Adulterants act by either interfering with the composition of the specimen properties tested in the immunoassay portion of testing or by converting the target drugs to other compounds. Adulterant laboratory analysis measures the urinary characteristics such as creatinine, pH, and specific gravity for existing levels while the presence of nitrate and oxidant activity is also traced.
Adulterants work to change the properties of the specimen so that during the immunoassay portion of the analysis, a reaction will transpire and as a result, a false negative will be produced. Adulterant testing must be requested specifically as adulterants will not be detected unless this particular testing is implemented. When the specimen properties are out of normal range or when significant levels of nitrates or the presence of oxidant activity is found, the test may be canceled and reported to the Medical Review Office for thorough medical review. NTA, Inc. has a highly qualified Medical Review team that is highly experienced in handling this type of testing outcome and we are proud to offer this level of quality to our clients.

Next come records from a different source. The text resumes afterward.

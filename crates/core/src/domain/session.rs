// Session Domain Model (Phase 1)

use serde::{Deserialize, Serialize};

use crate::domain::user::UserId;

/// Opaque session token (32 random bytes, hex-encoded)
pub type SessionToken = String;

/// Session Entity
#[derive(Debug, Clone, Serialize, Deserialize)]
pub struct Session {
    pub token: SessionToken,
    pub user_id: UserId,
    pub created_at: i64, // epoch ms
    pub expires_at: i64,
}

impl Session {
    pub fn new(
        token: impl Into<String>,
        user_id: impl Into<String>,
        created_at: i64,
        ttl_ms: i64,
    ) -> Self {
        Self {
            token: token.into(),
            user_id: user_id.into(),
            created_at,
            expires_at: created_at + ttl_ms,
        }
    }

    pub fn is_expired(&self, now_millis: i64) -> bool {
        now_millis >= self.expires_at
    }
}
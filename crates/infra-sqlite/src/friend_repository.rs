// SQLite FriendRepository Implementation (Phase 3)
//
// Friendships are stored once per pair, in whatever order the accept created
// them; every pair predicate checks both column orders.

use crate::error::map_sqlx_error;
use async_trait::async_trait;
use sqlx::SqlitePool;
use tradepost_core::domain::user::UserId;
use tradepost_core::domain::{FriendRequest, Friendship, RequestStatus};
use tradepost_core::error::{AppError, Result};
use tradepost_core::port::FriendRepository;

pub struct SqliteFriendRepository {
    pool: SqlitePool,
}

impl SqliteFriendRepository {
    pub fn new(pool: SqlitePool) -> Self {
        Self { pool }
    }
}

#[async_trait]
impl FriendRepository for SqliteFriendRepository {
    async fn insert_request(&self, request: &FriendRequest) -> Result<()> {
        sqlx::query(
            r#"
            INSERT INTO friend_requests (id, from_user, to_user, status, created_at, updated_at)
            VALUES (?, ?, ?, ?, ?, ?)
            "#,
        )
        .bind(&request.id)
        .bind(&request.from_user)
        .bind(&request.to_user)
        .bind(request.status.as_str())
        .bind(request.created_at)
        .bind(request.updated_at)
        .execute(&self.pool)
        .await
        .map_err(map_sqlx_error)?;

        Ok(())
    }

    async fn find_pending_from_to(&self, from: &str, to: &str) -> Result<Option<FriendRequest>> {
        let row = sqlx::query_as::<_, FriendRequestRow>(
            r#"
            SELECT * FROM friend_requests
            WHERE from_user = ? AND to_user = ? AND status = ?
            "#,
        )
        .bind(from)
        .bind(to)
        .bind(RequestStatus::Pending.as_str())
        .fetch_optional(&self.pool)
        .await
        .map_err(map_sqlx_error)?;

        Ok(row.map(|r| r.into_request()))
    }

    async fn find_pending_between(&self, a: &str, b: &str) -> Result<Option<FriendRequest>> {
        let row = sqlx::query_as::<_, FriendRequestRow>(
            r#"
            SELECT * FROM friend_requests
            WHERE status = ?
              AND ((from_user = ? AND to_user = ?) OR (from_user = ? AND to_user = ?))
            "#,
        )
        .bind(RequestStatus::Pending.as_str())
        .bind(a)
        .bind(b)
        .bind(b)
        .bind(a)
        .fetch_optional(&self.pool)
        .await
        .map_err(map_sqlx_error)?;

        Ok(row.map(|r| r.into_request()))
    }

    async fn list_requests_for(&self, user: &str) -> Result<Vec<FriendRequest>> {
        let rows: Vec<FriendRequestRow> = sqlx::query_as(
            r#"
            SELECT * FROM friend_requests
            WHERE from_user = ? OR to_user = ?
            ORDER BY created_at DESC, id ASC
            "#,
        )
        .bind(user)
        .bind(user)
        .fetch_all(&self.pool)
        .await
        .map_err(map_sqlx_error)?;

        Ok(rows.into_iter().map(|row| row.into_request()).collect())
    }

    async fn update_request(&self, request: &FriendRequest) -> Result<()> {
        let result = sqlx::query(
            r#"
            UPDATE friend_requests
            SET status = ?, updated_at = ?
            WHERE id = ?
            "#,
        )
        .bind(request.status.as_str())
        .bind(request.updated_at)
        .bind(&request.id)
        .execute(&self.pool)
        .await
        .map_err(map_sqlx_error)?;

        if result.rows_affected() == 0 {
            return Err(AppError::NotFound(format!(
                "friend request {} not found",
                request.id
            )));
        }

        Ok(())
    }

    async fn delete_request(&self, id: &str) -> Result<()> {
        let result = sqlx::query("DELETE FROM friend_requests WHERE id = ?")
            .bind(id)
            .execute(&self.pool)
            .await
            .map_err(map_sqlx_error)?;

        if result.rows_affected() == 0 {
            return Err(AppError::NotFound(format!(
                "friend request {} not found",
                id
            )));
        }

        Ok(())
    }

    async fn insert_friendship(&self, friendship: &Friendship) -> Result<()> {
        sqlx::query(
            r#"
            INSERT INTO friendships (user_a, user_b, created_at)
            VALUES (?, ?, ?)
            "#,
        )
        .bind(&friendship.user_a)
        .bind(&friendship.user_b)
        .bind(friendship.created_at)
        .execute(&self.pool)
        .await
        .map_err(map_sqlx_error)?;

        Ok(())
    }

    async fn friendship_exists(&self, a: &str, b: &str) -> Result<bool> {
        let count: i64 = sqlx::query_scalar(
            r#"
            SELECT COUNT(*) FROM friendships
            WHERE (user_a = ? AND user_b = ?) OR (user_a = ? AND user_b = ?)
            "#,
        )
        .bind(a)
        .bind(b)
        .bind(b)
        .bind(a)
        .fetch_one(&self.pool)
        .await
        .map_err(map_sqlx_error)?;

        Ok(count > 0)
    }

    async fn delete_friendship(&self, a: &str, b: &str) -> Result<bool> {
        let result = sqlx::query(
            r#"
            DELETE FROM friendships
            WHERE (user_a = ? AND user_b = ?) OR (user_a = ? AND user_b = ?)
            "#,
        )
        .bind(a)
        .bind(b)
        .bind(b)
        .bind(a)
        .execute(&self.pool)
        .await
        .map_err(map_sqlx_error)?;

        Ok(result.rows_affected() > 0)
    }

    async fn list_friends_of(&self, user: &str) -> Result<Vec<UserId>> {
        let friends: Vec<String> = sqlx::query_scalar(
            r#"
            SELECT CASE WHEN user_a = ? THEN user_b ELSE user_a END
            FROM friendships
            WHERE user_a = ? OR user_b = ?
            ORDER BY created_at ASC
            "#,
        )
        .bind(user)
        .bind(user)
        .bind(user)
        .fetch_all(&self.pool)
        .await
        .map_err(map_sqlx_error)?;

        Ok(friends)
    }
}

/// SQLite row representation
#[derive(Debug, sqlx::FromRow)]
struct FriendRequestRow {
    id: String,
    from_user: String,
    to_user: String,
    status: String,
    created_at: i64,
    updated_at: i64,
}

impl FriendRequestRow {
    fn into_request(self) -> FriendRequest {
        // Unknown status rows read as inert REJECTED
        let status =
            RequestStatus::parse(&self.status).unwrap_or(RequestStatus::Rejected);

        FriendRequest {
            id: self.id,
            from_user: self.from_user,
            to_user: self.to_user,
            status,
            created_at: self.created_at,
            updated_at: self.updated_at,
        }
    }
}
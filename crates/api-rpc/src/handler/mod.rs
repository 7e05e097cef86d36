//! RPC Method Handlers
//!
//! Implements the business logic for each JSON-RPC method. Handlers are one
//! impl block split across surface modules: accounts (sessions + users),
//! market (items, claims, ratings), social (posts, comments, friends), admin.
//!
//! Mutating methods resolve the caller's session first and pass through the
//! shared rate limiter; read-only methods skip both unless they need a
//! caller identity (session.current.v1, item.queue_position.v1).

mod accounts;
mod admin;
mod market;
mod social;

use crate::error::{self, to_rpc_error};
use crate::rate_limiter::RateLimiter;
use jsonrpsee::types::ErrorObjectOwned;
use std::sync::Arc;
use tradepost_core::application::{
    ClaimService, CommentService, FriendService, ItemService, PostService, RatingService,
    SessionService, UserService,
};
use tradepost_core::domain::{UserId, DELETED_USER};
use tradepost_core::port::{Maintenance, TimeProvider};

/// Service graph the RPC surface runs against. Assembled by the daemon.
#[derive(Clone)]
pub struct AppContext {
    pub users: Arc<UserService>,
    pub sessions: Arc<SessionService>,
    pub items: Arc<ItemService>,
    pub claims: Arc<ClaimService>,
    pub posts: Arc<PostService>,
    pub comments: Arc<CommentService>,
    pub ratings: Arc<RatingService>,
    pub friends: Arc<FriendService>,
    pub maintenance: Arc<dyn Maintenance>,
    pub time_provider: Arc<dyn TimeProvider>,
}

/// RPC Handler with injected dependencies
pub struct RpcHandler {
    pub(crate) ctx: AppContext,
    rate_limiter: RateLimiter,
    start_time: std::time::Instant,
}

impl RpcHandler {
    pub fn new(ctx: AppContext) -> Self {
        // Default: 200 burst, 100 req/sec (configurable via env)
        let max_burst: u16 = std::env::var("TRADEPOST_RATE_LIMIT_BURST")
            .ok()
            .and_then(|s| s.parse().ok())
            .unwrap_or(200);

        let rate_per_sec: u32 = std::env::var("TRADEPOST_RATE_LIMIT_RATE")
            .ok()
            .and_then(|s| s.parse().ok())
            .unwrap_or(100);

        Self::with_rate_limit(ctx, max_burst, rate_per_sec)
    }

    pub fn with_rate_limit(ctx: AppContext, burst: u16, refill_per_sec: u32) -> Self {
        Self {
            ctx,
            rate_limiter: RateLimiter::new(burst, refill_per_sec),
            start_time: std::time::Instant::now(),
        }
    }

    /// Gate for mutating methods; THROTTLED when the shared bucket is empty.
    pub(crate) fn throttle(&self) -> Result<(), ErrorObjectOwned> {
        if !self.rate_limiter.try_acquire() {
            return Err(error::throttled());
        }
        Ok(())
    }

    /// Resolve a session token to the calling user's ID.
    pub(crate) async fn caller(&self, session: &str) -> Result<UserId, ErrorObjectOwned> {
        self.ctx
            .sessions
            .resolve(session)
            .await
            .map_err(to_rpc_error)
    }

    /// Display names for a batch of user IDs. Deleted users resolve to the
    /// DELETED_USER placeholder, index-aligned with `ids`.
    pub(crate) async fn display_names(
        &self,
        ids: &[UserId],
    ) -> Result<Vec<String>, ErrorObjectOwned> {
        self.ctx
            .users
            .usernames_for(ids)
            .await
            .map_err(to_rpc_error)
    }

    pub(crate) async fn display_name(&self, id: &UserId) -> Result<String, ErrorObjectOwned> {
        let mut names = self.display_names(std::slice::from_ref(id)).await?;
        Ok(names.pop().unwrap_or_else(|| DELETED_USER.to_string()))
    }

    pub(crate) fn uptime_seconds(&self) -> i64 {
        self.start_time.elapsed().as_secs() as i64
    }
}

#[cfg(test)]
pub(crate) mod tests {
    use super::*;
    use async_trait::async_trait;
    use tradepost_core::application::DEFAULT_SESSION_TTL_HOURS;
    use tradepost_core::error::Result as AppResult;
    use tradepost_core::port::claim_queue_store::mocks::MemClaimQueueStore;
    use tradepost_core::port::comment_repository::mocks::MemCommentRepository;
    use tradepost_core::port::friend_repository::mocks::MemFriendRepository;
    use tradepost_core::port::id_provider::mocks::SequentialIdProvider;
    use tradepost_core::port::item_repository::mocks::MemItemRepository;
    use tradepost_core::port::password_hasher::mocks::PlainTextHasher;
    use tradepost_core::port::post_repository::mocks::MemPostRepository;
    use tradepost_core::port::rating_repository::mocks::MemRatingRepository;
    use tradepost_core::port::session_store::mocks::MemSessionStore;
    use tradepost_core::port::time_provider::mocks::FixedTimeProvider;
    use tradepost_core::port::user_repository::mocks::MemUserRepository;
    use tradepost_core::port::MaintenanceStats;

    /// Maintenance stub; handler tests never touch a real database.
    pub(crate) struct NoopMaintenance;

    #[async_trait]
    impl Maintenance for NoopMaintenance {
        async fn vacuum(&self) -> AppResult<f64> {
            Ok(0.0)
        }

        async fn gc_expired_sessions(&self, _now_millis: i64) -> AppResult<i64> {
            Ok(0)
        }

        async fn gc_orphaned_comments(&self) -> AppResult<i64> {
            Ok(0)
        }

        async fn get_stats(&self) -> AppResult<MaintenanceStats> {
            Ok(MaintenanceStats {
                db_size_mb: 0.0,
                db_size_bytes: 0,
                user_count: 0,
                item_count: 0,
                session_count: 0,
                comment_count: 0,
                fragmentation_percent: 0.0,
            })
        }
    }

    /// Service graph over in-memory ports with a fixed clock. Claim rows in
    /// the mem store are keyed independently of the item repository, so
    /// items that should accept claims are seeded by ID here.
    pub(crate) fn test_context(claimable_items: &[&str]) -> AppContext {
        let mut claim_rows = MemClaimQueueStore::new();
        for item_id in claimable_items {
            claim_rows = claim_rows.with_item(*item_id, vec![]);
        }

        let user_repo = Arc::new(MemUserRepository::new());
        let session_store = Arc::new(MemSessionStore::new());
        let item_repo = Arc::new(MemItemRepository::new());
        let claim_store = Arc::new(claim_rows);
        let post_repo = Arc::new(MemPostRepository::new());
        let comment_repo = Arc::new(MemCommentRepository::new());
        let rating_repo = Arc::new(MemRatingRepository::new());
        let friend_repo = Arc::new(MemFriendRepository::new());
        let hasher = Arc::new(PlainTextHasher);
        let id_provider = Arc::new(SequentialIdProvider::new("id"));
        let time_provider = Arc::new(FixedTimeProvider::new(1_000));

        AppContext {
            users: Arc::new(UserService::new(
                user_repo,
                session_store.clone(),
                hasher,
                id_provider.clone(),
                time_provider.clone(),
            )),
            sessions: Arc::new(SessionService::new(
                session_store,
                time_provider.clone(),
                DEFAULT_SESSION_TTL_HOURS,
            )),
            items: Arc::new(ItemService::new(
                item_repo.clone(),
                id_provider.clone(),
                time_provider.clone(),
            )),
            claims: Arc::new(ClaimService::new(claim_store)),
            posts: Arc::new(PostService::new(
                post_repo,
                id_provider.clone(),
                time_provider.clone(),
            )),
            comments: Arc::new(CommentService::new(
                comment_repo,
                item_repo.clone(),
                id_provider.clone(),
                time_provider.clone(),
            )),
            ratings: Arc::new(RatingService::new(
                rating_repo,
                item_repo,
                id_provider.clone(),
                time_provider.clone(),
            )),
            friends: Arc::new(FriendService::new(friend_repo, id_provider, time_provider.clone())),
            maintenance: Arc::new(NoopMaintenance),
            time_provider,
        }
    }

    pub(crate) fn test_handler(claimable_items: &[&str]) -> RpcHandler {
        RpcHandler::new(test_context(claimable_items))
    }

    /// Register a user and open a session, returning (user_id, token).
    pub(crate) async fn signed_up(
        handler: &RpcHandler,
        username: &str,
    ) -> (String, String) {
        let user = handler
            .ctx
            .users
            .register(username, "password1")
            .await
            .unwrap();
        let session = handler.ctx.sessions.start(&user.id).await.unwrap();
        (user.id, session.token)
    }

    #[tokio::test]
    async fn test_mutating_methods_share_one_rate_budget() {
        use crate::error::code;
        use crate::types::CreateUserRequest;

        // Two tokens, negligible refill: the third mutation is throttled.
        let handler = RpcHandler::with_rate_limit(test_context(&[]), 2, 1);

        for name in ["mina", "june"] {
            handler
                .create_user(CreateUserRequest {
                    username: name.to_string(),
                    password: "password1".to_string(),
                })
                .await
                .unwrap();
        }

        let err = handler
            .create_user(CreateUserRequest {
                username: "hana".to_string(),
                password: "password1".to_string(),
            })
            .await
            .unwrap_err();
        assert_eq!(err.code(), code::THROTTLED);

        // Reads stay open while mutations are throttled
        let users = handler
            .list_users(crate::types::ListUsersRequest {})
            .await
            .unwrap();
        assert_eq!(users.users.len(), 2);
    }
}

Due to scientific and technological advances, adulterated specimens are detected more often than not thanks to the more sophisticated and complex laboratory analysis’ that are being carried out. A 1999-2000 Audit by SAMHSA found 6,440 adulterated specimens went to 66 certified laboratories – Wong, R, 2002 American Clinical Laboratory. It is also important to include that the Department of Transportation now requires adulteration testing on all specimens tested within the federal guidelines.
When a company implements a drug-testing program, it is recommended that they include adulterant testing in their lab panel as well as their instant drug screening devices. Adulteration is a consistent issue in the world of drug testing and it is imperative that corporations and agencies remain vigilant while working to combat and circumvent the alarming trend that is adulteration.